News Stories, 18 June 2013

© UNHCR/N Prokopchuk
Zeinab (left), her daughters and grandchildren fled to Syria 10 years ago to escape sectarian violence in Iraq but are back in Basrah because of heavy fighting and increasing violence against women in Syria.

BASRAH, Iraq, June 18 (UNHCR) Fifty-five year-old Zeinab and her daughters Maha, Suad and Zahra* sit on the floor of the small run-down house they rent in central Basrah. The women smile but their eyes convey sadness and anxiety.

Over the past decade, Zeinab and her family were displaced twice, fleeing for their lives. Sectarian violence forced them from their native Iraq to neighboring Syria in 2003. Ten years later, the peaceful Damascus suburb that had sheltered Zeinab's family and thousands of other Iraqi refugees became a battleground; the women had no choice but to return home.

Violence against women is part of the wider Syrian war, a sad reality that Zeinab and her daughters saw first-hand when they received threats and suffered intimidation. When their close female friend and neighbor was kidnapped and killed, the women decided to flee.

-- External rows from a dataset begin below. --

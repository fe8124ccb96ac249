use job_domain::{EventType, InMemoryJobRepository, JobLookup, JobRecord, JobSetting, JsonObject};
use job_workflow::evaluation::explicit_accuracy;
use job_workflow::{CreateJobRequest, EvaluationEngine, JobManager, ProgramSettings};
use llm_providers::stubs::FnEngineFactory;
use llm_providers::{BuiltinTemplate, PromptTemplate};
use serde_json::{json, Value as JsonValue};
use std::sync::Arc;

fn obj(v: JsonValue) -> JsonObject {
  v.as_object().cloned().expect("object literal")
}

fn truth(input: &JsonObject) -> &'static str {
  let text = input.get("text").and_then(JsonValue::as_str).unwrap_or_default();
  if text.starts_with("good") {
    "positive"
  } else {
    "negative"
  }
}

fn wrong(input: &JsonObject) -> &'static str {
  if truth(input) == "positive" {
    "negative"
  } else {
    "positive"
  }
}

/// Job explícito con `n` ejemplos alternando positivo y negativo.
fn pool_request(n: usize) -> CreateJobRequest {
  let pairs = (0..n).map(|i| {
                      let text = if i % 2 == 0 { format!("good {}", i) } else { format!("bad {}", i) };
                      let input = obj(json!({ "text": text }));
                      let output = obj(json!({ "sentiment": truth(&input) }));
                      (input, output)
                    })
                    .collect();
  CreateJobRequest::named("pool").with_instruction("classify sentiment")
                                 .with_example_pairs(pairs)
                                 .explicit()
}

fn settings() -> ProgramSettings {
  ProgramSettings { total_sample_size: 0,
                    test_size: 2,
                    runs_per_input: 2,
                    max_few_shot_size: 4,
                    ..ProgramSettings::default() }
}

/// Acierta sólo cuando el prompt lleva exactamente los ejemplos que
/// `correct` acepta.
fn by_example_count(correct: fn(usize) -> bool) -> FnEngineFactory {
  FnEngineFactory::new(move |_, template, input| match template {
    PromptTemplate::Job(prompt) => {
      let label = if correct(prompt.examples.len()) { truth(input) } else { wrong(input) };
      Ok(Some(obj(json!({ "sentiment": label }))))
    }
    PromptTemplate::Builtin(_) => Ok(None),
  })
}

#[test]
fn explicit_accuracy_is_fraction_of_exact_matches() {
  let ideal = obj(json!({"sentiment": "positive"}));
  let outs = vec![ideal.clone(), obj(json!({"sentiment": "negative"})), ideal.clone()];
  assert!((explicit_accuracy(&outs, &ideal) - 2.0 / 3.0).abs() < 1e-12);
}

#[tokio::test]
async fn evaluation_logs_one_event_per_sample_and_one_per_run() {
  let factory = FnEngineFactory::new(|_, _, _| Ok(Some(obj(json!({"sentiment": "positive"})))));
  let manager = JobManager::new(Arc::new(InMemoryJobRepository::new()), Arc::new(factory.clone()), settings());
  let mut job = manager.create_job(pool_request(2)).await.expect("create");
  let records = job.example_records.clone();

  let engine = EvaluationEngine::new(Arc::new(factory), 3, 4);
  let metrics = engine.evaluate(&mut job, &records, &JobSetting::default()).await.expect("evaluate");
  assert!((metrics.accuracy - 0.5).abs() < 1e-12);
  assert_eq!(metrics.num_runs, 3.0);

  let types: Vec<EventType> = job.event_log.iter().map(|e| e.event_type).collect();
  assert_eq!(types,
             vec![EventType::SampleEvaluation, EventType::SampleEvaluation, EventType::EvaluationRun]);
  let run = &job.event_log[2];
  assert_eq!(run.example_id.as_ref().map(|r| r.ids().len()), Some(2));
}

#[tokio::test]
async fn implicit_evaluation_asks_the_engine_to_judge() {
  let factory = FnEngineFactory::new(|_, template, input| match template {
                  PromptTemplate::Job(_) => Ok(Some(obj(json!({"sentiment": "positive"})))),
                  PromptTemplate::Builtin(BuiltinTemplate::MatchResponse) => {
                    let choice = if input["output"] == input["ideal_output"] { "C" } else { "D" };
                    Ok(Some(obj(json!({"reasoning": "comparado", "choice": choice}))))
                  }
                  PromptTemplate::Builtin(_) => Ok(None),
                });
  let mut job: JobRecord = job_workflow::factory::job_factory(pool_request(2)).expect("job");
  job.is_explicit = false;
  let records = job.example_records.clone();
  let engine = EvaluationEngine::new(Arc::new(factory), 2, 2);
  let metrics = engine.evaluate(&mut job, &records, &JobSetting::default()).await.expect("evaluate");
  assert!((metrics.accuracy - 0.5).abs() < 1e-12);
}

#[tokio::test]
async fn evaluating_nothing_is_a_validation_error() {
  let factory = FnEngineFactory::new(|_, _, _| Ok(None));
  let mut job = job_workflow::factory::job_factory(pool_request(1)).expect("job");
  let engine = EvaluationEngine::new(Arc::new(factory), 1, 1);
  assert!(engine.evaluate(&mut job, &[], &JobSetting::default()).await.is_err());
}

#[tokio::test]
async fn example_search_never_regresses_and_stops_at_the_size_bound() {
  let manager = JobManager::new(Arc::new(InMemoryJobRepository::new()), Arc::new(by_example_count(|n| n >= 2)), settings());
  let mut job = manager.create_job(pool_request(8)).await.expect("create");

  let search = manager.optimize_examples(&mut job).await.expect("optimize");
  assert_eq!(search.history, vec![0.0, 1.0, 1.0]);
  assert!(search.history.windows(2).all(|w| w[0] <= w[1]));
  let best_ids = search.best_setting.example_ids.clone().expect("ids");
  assert_eq!(best_ids.len(), 3);
  assert!(best_ids.iter().all(|id| !search.test_set_ids.contains(id)));
  assert_eq!(search.best_metrics.map(|m| m.accuracy), Some(1.0));
  // no se promueve nada al job
  assert_eq!(job.version, 0);
  assert_eq!(job.pinned_example_ids(), None);
}

#[tokio::test]
async fn example_search_stops_as_soon_as_the_metric_drops() {
  let manager = JobManager::new(Arc::new(InMemoryJobRepository::new()), Arc::new(by_example_count(|n| n == 1)), settings());
  let mut job = manager.create_job(pool_request(8)).await.expect("create");

  let search = manager.optimize_examples(&mut job).await.expect("optimize");
  assert_eq!(search.history, vec![1.0]);
  assert_eq!(search.best_setting.example_ids.map(|ids| ids.len()), Some(1));
  // candidatos de tamaño 1 (6) y de tamaño 2 (5)
  assert_eq!(search.results.len(), 11);
}

#[tokio::test]
async fn example_search_without_early_stopping_keeps_the_best_size() {
  let settings = ProgramSettings { early_stopping: false,
                                   ..settings() };
  let manager = JobManager::new(Arc::new(InMemoryJobRepository::new()), Arc::new(by_example_count(|n| n == 1)), settings);
  let mut job = manager.create_job(pool_request(8)).await.expect("create");

  let search = manager.optimize_examples(&mut job).await.expect("optimize");
  assert_eq!(search.history, vec![1.0, 1.0, 1.0]);
  assert_eq!(search.best_setting.example_ids.map(|ids| ids.len()), Some(1));
  assert_eq!(search.best_metrics.map(|m| m.accuracy), Some(1.0));
  // tamaños 1 (6), 2 (5) y 3 (4)
  assert_eq!(search.results.len(), 15);
}

#[tokio::test]
async fn instruction_search_picks_the_best_candidate_and_apply_promotes_it() {
  let factory = FnEngineFactory::new(|_, template, input| match template {
                  PromptTemplate::Job(prompt) => {
                    let label = if prompt.instruction.as_deref() == Some("be precise") { truth(input) } else { wrong(input) };
                    Ok(Some(obj(json!({ "sentiment": label }))))
                  }
                  PromptTemplate::Builtin(BuiltinTemplate::InstructionVariants) => {
                    Ok(Some(obj(json!({"instructions": ["be vague", "be precise", "be precise"]}))))
                  }
                  PromptTemplate::Builtin(_) => Ok(None),
                });
  let manager = JobManager::new(Arc::new(InMemoryJobRepository::new()), Arc::new(factory), settings());
  let mut job = manager.create_job(pool_request(8)).await.expect("create");

  let search = manager.optimize_instruction(&mut job, 3).await.expect("optimize");
  assert_eq!(search.results.len(), 3);
  assert_eq!(search.best_setting.instruction.as_deref(), Some("be precise"));
  assert_eq!(search.best_metrics.accuracy, 1.0);
  // los ejemplos del prompt quedan fuera del conjunto de prueba
  let prompt_ids = search.best_setting.example_ids.clone().expect("ids");
  assert_eq!(prompt_ids.len(), 3);
  assert!(prompt_ids.iter().all(|id| !search.test_set_ids.contains(id)));
  // con selección por fiabilidad (todas iguales) se respeta el orden del pool
  let ids: Vec<String> = job.example_records.iter().map(|r| r.idx.clone()).collect();
  assert_eq!(search.test_set_ids, ids[..5].to_vec());
  assert_eq!(prompt_ids, ids[5..].to_vec());
  assert_eq!(job.instruction.as_deref(), Some("classify sentiment"));

  let version = manager.apply_setting(&mut job, &search.best_setting, Some(&search.best_metrics)).expect("apply");
  assert_eq!(version, 1);
  let stored = manager.get_job(&JobLookup::Idx(job.idx.clone())).expect("stored");
  assert_eq!(stored.instruction.as_deref(), Some("be precise"));
  assert_eq!(stored.version_history.len(), 1);
  // el registro sigue a la instrucción nueva
  assert_eq!(manager.get_job(&JobLookup::IoHash(stored.io_hash())).expect("by hash").idx, job.idx);
}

"That was the last straw," said 27-year-old Maha. "We were afraid to leave our house, we were so scared. And in addition, we lost our jobs and had no income. We did not have a man in our family to protect and support us."

UNHCR does not promote voluntary repatriation to Iraq because security in many governorates remains volatile. However, in less than a year, since June 2012, the violence in Syria has prompted more than 50,000 Iraqi refugees like Zeinab and her family to return home. Once back in Iraq, many live in poor conditions due to the shortage of housing and high rents. Some 65,000 Iraqi refugees still live in Syria, experiencing hardships of the war as much as the nationals.

The family's journey back to Iraq was full of danger. The women travelled with their children in a truck from Damascus to the Iraqi border, usually at night to avoid being seen. "We travelled in absolute darkness, through deserted villages and destroyed towns," recalled Zeinab. There was no electricity, no lights on the road. We could hear the sound of shelling and explosions."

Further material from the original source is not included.